Scientists "Blowing Roses"

An article from The Guardian tells how Scientists are learning to read people's minds through the use of brain scans. 77 percent accuracy rate. They can't do it, though, without their big fat magnets and by making you sit very very still. Astrologers can just bring a Scorpio Rising along and ask them what's on your mind. Could this be some amazing symptom of all the outer planets in the outermost signs? Once Uranus moves into Aries are we going to enter a Flowers for Algernon phase?

Here's link to the article:

http://www.guardian.co.uk/science/2008/may/30/mindread?gusrc=rss&feed=technologyfull

and part of the article (found at kottke.org):

"The paper establishes for the first time that one can predict the pattern of neural activity associated with thinking about many different nouns, from the verbs that co-occur with that noun," said Mitchell. "It can't yet decode arbitrary thoughts, but it does well on a multiple-choice test with two choices."

The team scanned the brains of 9 volunteers using functional MRI as they viewed 58 nouns such as body parts, vehicles and vegetables. The scanning technique detects increases in blood flow in the brain when different regions are activated.

The team then categorised the nouns using an electronic database of texts that contained more than a trillion words. They were looking for how often each of the nouns appeared together with simple verbs such as push, run, fear and open.

Next they matched this pattern of co-occurrence with the brain scan patterns and found that the brain does something similar. "The meaning of an apple, for instance, is represented in brain areas responsible for tasting, for smelling, for chewing. An apple is what you do with it," said Prof Marcel Just, who led the study.

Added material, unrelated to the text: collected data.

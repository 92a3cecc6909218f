//! Bounded geometry scans over a host world
//!
//! Three scans run once per implosion and are cached in the structure state:
//!
//! ```text
//! find_top_y          disc scan from the roof headroom down → first structure block
//! compute_footprint   square slices below the top → bbox of the densest slice
//! compute_ruin_floor  ground samples on two rings outside the footprint → median + 3
//! ```
//!
//! Every scan is bounded by fixed radii and depths. When a scan is unsure it
//! errs on the side of leaving blocks standing rather than carving terrain.

use crate::constants::{
    DEFAULT_RADIUS, FOOTPRINT_GOOD_SLICE, FOOTPRINT_PADDING, FOOTPRINT_SCAN_DEPTH,
    FOOTPRINT_SCAN_RADIUS_MAX, MAX_SWEEP_RADIUS, RUIN_FALLBACK_DEPTH, RUIN_MIN_SAMPLES,
    RUIN_PRESERVE_LAYERS, RUIN_RING_OFFSETS, CLEANUP_EXTRA_DEPTH,
};
use crate::host::{BlockSnapshot, HostWorld};
use crate::removal::classify_removable;
use crate::state::Footprint;

/// Structure material, or any block holding a container
pub fn is_structure_block(block: &BlockSnapshot) -> bool {
    classify_removable(&block.material_id) || block.is_container()
}

/// Scans Y from `search_top` down to `search_bottom` over a disc of `radius`
/// and returns the first Y holding a structure block. Returns `search_top`
/// when nothing matches.
pub fn find_top_y(
    world: &dyn HostWorld,
    anchor_x: i32,
    anchor_z: i32,
    search_top: i32,
    search_bottom: i32,
    radius: i32,
) -> i32 {
    let r_sq = radius * radius;
    for y in (search_bottom..=search_top).rev() {
        for x in (anchor_x - radius)..=(anchor_x + radius) {
            for z in (anchor_z - radius)..=(anchor_z + radius) {
                let dx = x - anchor_x;
                let dz = z - anchor_z;
                if dx * dx + dz * dz > r_sq {
                    continue;
                }
                match world.block_at(x, y, z) {
                    Some(block) if is_structure_block(&block) => return y,
                    _ => continue,
                }
            }
        }
    }
    search_top
}

/// Infers the horizontal footprint from the densest slice below `top_y`.
///
/// Slices run from `top_y` down to `max(scan_floor, top_y - 48)` and stop
/// early once a slice holds 24 or more structure blocks.
pub fn compute_footprint(
    world: &dyn HostWorld,
    anchor_x: i32,
    anchor_z: i32,
    top_y: i32,
    scan_floor: i32,
    scan_radius: i32,
) -> Footprint {
    let r = scan_radius.clamp(DEFAULT_RADIUS, FOOTPRINT_SCAN_RADIUS_MAX);
    let stop_y = scan_floor.max(top_y - FOOTPRINT_SCAN_DEPTH);

    let mut best: Option<(usize, SliceBounds)> = None;

    for y in (stop_y..=top_y).rev() {
        let mut bounds = SliceBounds::empty();
        let mut count = 0usize;

        for x in (anchor_x - r)..=(anchor_x + r) {
            for z in (anchor_z - r)..=(anchor_z + r) {
                if let Some(block) = world.block_at(x, y, z) {
                    if is_structure_block(&block) {
                        count += 1;
                        bounds.include(x, z);
                    }
                }
            }
        }

        if count > best.as_ref().map_or(0, |(c, _)| *c) {
            best = Some((count, bounds));
        }
        if count >= FOOTPRINT_GOOD_SLICE {
            break;
        }
    }

    match best {
        Some((_, b)) => b.to_footprint(),
        None => Footprint {
            center_x: anchor_x,
            center_z: anchor_z,
            radius: DEFAULT_RADIUS,
        },
    }
}

#[derive(Debug, Clone, Copy)]
struct SliceBounds {
    min_x: i32,
    max_x: i32,
    min_z: i32,
    max_z: i32,
}

impl SliceBounds {
    fn empty() -> Self {
        Self {
            min_x: i32::MAX,
            max_x: i32::MIN,
            min_z: i32::MAX,
            max_z: i32::MIN,
        }
    }

    fn include(&mut self, x: i32, z: i32) {
        self.min_x = self.min_x.min(x);
        self.max_x = self.max_x.max(x);
        self.min_z = self.min_z.min(z);
        self.max_z = self.max_z.max(z);
    }

    fn to_footprint(self) -> Footprint {
        // integer midpoint, truncating toward zero
        let center_x = (self.min_x + self.max_x) / 2;
        let center_z = (self.min_z + self.max_z) / 2;
        let rx = (self.max_x - center_x).abs().max((self.min_x - center_x).abs());
        let rz = (self.max_z - center_z).abs().max((self.min_z - center_z).abs());
        let radius = (rx.max(rz) + FOOTPRINT_PADDING)
            .max(DEFAULT_RADIUS)
            .min(MAX_SWEEP_RADIUS);
        Footprint {
            center_x,
            center_z,
            radius,
        }
    }
}

/// Elevation where top-down removal stops, always within
/// `[fallback_floor, scan_start]` when `fallback_floor <= scan_start`.
pub fn compute_ruin_floor(
    world: &dyn HostWorld,
    center_x: i32,
    center_z: i32,
    scan_start: i32,
    fallback_floor: i32,
    structure_radius: i32,
) -> i32 {
    match local_ground_y(world, center_x, center_z, scan_start, fallback_floor, structure_radius) {
        Some(ground) => (ground + RUIN_PRESERVE_LAYERS)
            .min(scan_start)
            .max(fallback_floor),
        None => fallback_floor.max(scan_start - RUIN_FALLBACK_DEPTH),
    }
}

/// Lowest Y the post-completion sweeps clean dropped items down to
pub fn cleanup_floor(ruin_floor: i32, fallback_floor: i32) -> i32 {
    fallback_floor.max(ruin_floor - CLEANUP_EXTRA_DEPTH.max(RUIN_PRESERVE_LAYERS + 4))
}

/// Median ground elevation sampled on two rings just outside the footprint
pub fn local_ground_y(
    world: &dyn HostWorld,
    center_x: i32,
    center_z: i32,
    start_y: i32,
    min_y: i32,
    structure_radius: i32,
) -> Option<i32> {
    let r0 = DEFAULT_RADIUS.max(structure_radius);
    let mut samples = Vec::with_capacity(32);

    for extra in RUIN_RING_OFFSETS {
        for (ox, oz) in ring_offsets(r0 + extra) {
            if let Some(y) = find_ground_y(world, center_x + ox, center_z + oz, start_y, min_y) {
                samples.push(y);
            }
        }
    }

    if samples.len() < RUIN_MIN_SAMPLES {
        return None;
    }
    samples.sort_unstable();
    Some(samples[samples.len() / 2])
}

/// Cardinal, diagonal and two intermediate points per side of a ring
pub fn ring_offsets(r: i32) -> [(i32, i32); 16] {
    let half = (r / 2).max(1);
    [
        (r, 0),
        (-r, 0),
        (0, r),
        (0, -r),
        (r, r),
        (-r, r),
        (r, -r),
        (-r, -r),
        (r, half),
        (r, -half),
        (-r, half),
        (-r, -half),
        (half, r),
        (-half, r),
        (half, -r),
        (-half, -r),
    ]
}

/// First non-noise block scanning down one column
pub fn find_ground_y(world: &dyn HostWorld, x: i32, z: i32, start_y: i32, min_y: i32) -> Option<i32> {
    let top = start_y.max(min_y);
    let bottom = start_y.min(min_y);
    (bottom..=top).rev().find(|&y| {
        world
            .block_at(x, y, z)
            .is_some_and(|block| !is_surface_noise(&block.material_id))
    })
}

/// Foliage, decoration and logs that should not count as ground.
/// Liquids are ground.
pub fn is_surface_noise(material_id: &str) -> bool {
    if material_id.is_empty() {
        return true;
    }
    let id = material_id.to_lowercase();

    if id.contains("water") || id.contains("lava") || id.contains("liquid") {
        return false;
    }

    const NOISE_PREFIXES: [&str; 6] = ["foliage_", "plant_", "flower_", "deco_", "furniture_", "wood_"];
    const NOISE_PARTS: [&str; 8] = [
        "leaf", "leaves", "vine", "mushroom", "sapling", "bush", "log", "branch",
    ];

    NOISE_PREFIXES.iter().any(|p| id.starts_with(p)) || NOISE_PARTS.iter().any(|p| id.contains(p))
}
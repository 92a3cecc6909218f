//! Host world capabilities
//!
//! The collapse logic never touches a concrete game engine. It talks to the
//! host through the traits below:
//!
//! ```text
//! Scheduler thread (timers)
//!       │ submit(WorldJob)
//!       ▼
//! WorldContext ──► serialized per-world executor
//!                        │
//!                        ▼
//!                  &mut dyn HostWorld  (blocks, entities, actors, effects)
//! ```
//!
//! Every block/entity read or write happens inside a [`WorldJob`], so
//! mutations of a single world are never concurrent with each other.

use parking_lot::RwLock;
use serde::{Deserialize, Serialize};
use std::collections::HashMap;
use std::sync::Arc;
use tokio::sync::oneshot;

use crate::error::HostError;

/// Entity identifier as reported by the host
pub type EntityId = u64;
/// Actor (player) identifier
pub type ActorId = u64;
/// Resolved sound handle
pub type SoundId = u32;

/// Horizontal size of an entity chunk, in blocks
pub const CHUNK_SIZE: i32 = 32;

/// Chunk coordinate containing a block coordinate
pub fn chunk_coord(block: i32) -> i32 {
    block.div_euclid(CHUNK_SIZE)
}

// ============================================================================
// Snapshots
// ============================================================================

/// Extended state attached to a block
#[derive(Debug, Clone, Copy, PartialEq, Eq, Serialize, Deserialize)]
pub enum BlockStateKind {
    /// Holds items (chests, vaults)
    Container,
    /// Has a destroy hook that must run before clearing
    Destroyable,
    Other,
}

/// Material and extended state of one non-empty block
#[derive(Debug, Clone, PartialEq, Eq, Serialize, Deserialize)]
pub struct BlockSnapshot {
    pub material_id: String,
    pub state: Option<BlockStateKind>,
}

impl BlockSnapshot {
    pub fn new(material_id: impl Into<String>) -> Self {
        Self {
            material_id: material_id.into(),
            state: None,
        }
    }

    pub fn with_state(mut self, state: BlockStateKind) -> Self {
        self.state = Some(state);
        self
    }

    pub fn is_container(&self) -> bool {
        self.state == Some(BlockStateKind::Container)
    }
}

/// Capabilities an entity carries
#[derive(Debug, Clone, Copy, Default, PartialEq, Eq, Serialize, Deserialize)]
pub struct EntityCaps {
    pub player: bool,
    pub creature: bool,
    pub dropped_item: bool,
    pub spawn_marker: bool,
}

#[derive(Debug, Clone, PartialEq, Serialize, Deserialize)]
pub struct EntitySnapshot {
    pub id: EntityId,
    pub position: [f64; 3],
    pub caps: EntityCaps,
}

#[derive(Debug, Clone, PartialEq, Serialize, Deserialize)]
pub struct ActorSnapshot {
    pub id: ActorId,
    pub position: [f64; 3],
}

// ============================================================================
// Capabilities
// ============================================================================

/// Access to one world. Only ever used from inside that world's serialized
/// execution context.
pub trait HostWorld {
    fn world_id(&self) -> &str;

    /// `None` for empty blocks and blocks in unloaded regions
    fn block_at(&self, x: i32, y: i32, z: i32) -> Option<BlockSnapshot>;

    /// Runs the block's destroy hook and drops its extended state
    fn teardown_block_state(&mut self, x: i32, y: i32, z: i32);

    fn clear_block(&mut self, x: i32, y: i32, z: i32) -> Result<(), HostError>;

    /// `None` when the chunk is not loaded
    fn entities_in_chunk(&self, cx: i32, cz: i32) -> Option<Vec<EntitySnapshot>>;

    fn remove_entity(&mut self, id: EntityId) -> Result<(), HostError>;

    fn actors(&self) -> Vec<ActorSnapshot>;

    fn send_message(&mut self, actor: ActorId, text: &str) -> Result<(), HostError>;

    fn play_particle(&mut self, particle_id: &str, position: [f64; 3]) -> Result<(), HostError>;

    fn resolve_sound(&self, name: &str) -> Option<SoundId>;

    fn play_sound(&mut self, sound: SoundId, position: [f64; 3]) -> Result<(), HostError>;
}

/// Unit of work executed inside a world's serialized context
pub type WorldJob = Box<dyn FnOnce(&mut dyn HostWorld) + Send + 'static>;

/// Submission handle for a world's serialized context
pub trait WorldContext: Send + Sync {
    fn world_id(&self) -> &str;

    fn submit(&self, job: WorldJob) -> Result<(), HostError>;
}

/// Run `f` inside the world's context and wait for its result.
pub async fn run_in_world<T, F>(ctx: &dyn WorldContext, f: F) -> Result<T, HostError>
where
    F: FnOnce(&mut dyn HostWorld) -> T + Send + 'static,
    T: Send + 'static,
{
    let (tx, rx) = oneshot::channel();
    ctx.submit(Box::new(move |world| {
        let _ = tx.send(f(world));
    }))?;
    rx.await
        .map_err(|_| HostError::WorldClosed(ctx.world_id().to_string()))
}

/// Directory of live worlds, consulted by the scheduler thread
#[derive(Default)]
pub struct WorldRegistry {
    worlds: RwLock<HashMap<String, Arc<dyn WorldContext>>>,
}

impl WorldRegistry {
    pub fn new() -> Arc<Self> {
        Arc::new(Self::default())
    }

    pub fn register(&self, ctx: Arc<dyn WorldContext>) {
        self.worlds.write().insert(ctx.world_id().to_string(), ctx);
    }

    pub fn unregister(&self, world_id: &str) -> Option<Arc<dyn WorldContext>> {
        self.worlds.write().remove(world_id)
    }

    pub fn get(&self, world_id: &str) -> Option<Arc<dyn WorldContext>> {
        self.worlds.read().get(world_id).cloned()
    }

    pub fn world_ids(&self) -> Vec<String> {
        self.worlds.read().keys().cloned().collect()
    }
}

/// Item access for the actor performing a command or interaction
pub trait ActorInventory {
    fn can_remove(&self, item_id: &str, amount: u32) -> bool;

    /// Removes exactly `amount`, or nothing
    fn remove(&mut self, item_id: &str, amount: u32) -> bool;

    fn give(&mut self, item_id: &str, amount: u32) -> bool;
}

To test the model, the researchers showed the volunteers two new nouns which were also subjected to the same textual analysis. The model then predicted what it expected the brain scans for those nouns to look like.

By comparing these with the real scans it guessed which of the nouns the person was really looking at. The model was correct 77% of the time, significantly better than chance.

"Philosophers, psychologists, linguists and others have debated for centuries how the brain organises and represents meaning. But they were hampered in debating these issues because they lacked experimental data," said Mitchell.
"[We have] established for the first time a direct connection between how a word is used in a large collection of typical language, and the neural activity the brain uses to represent the word's meaning."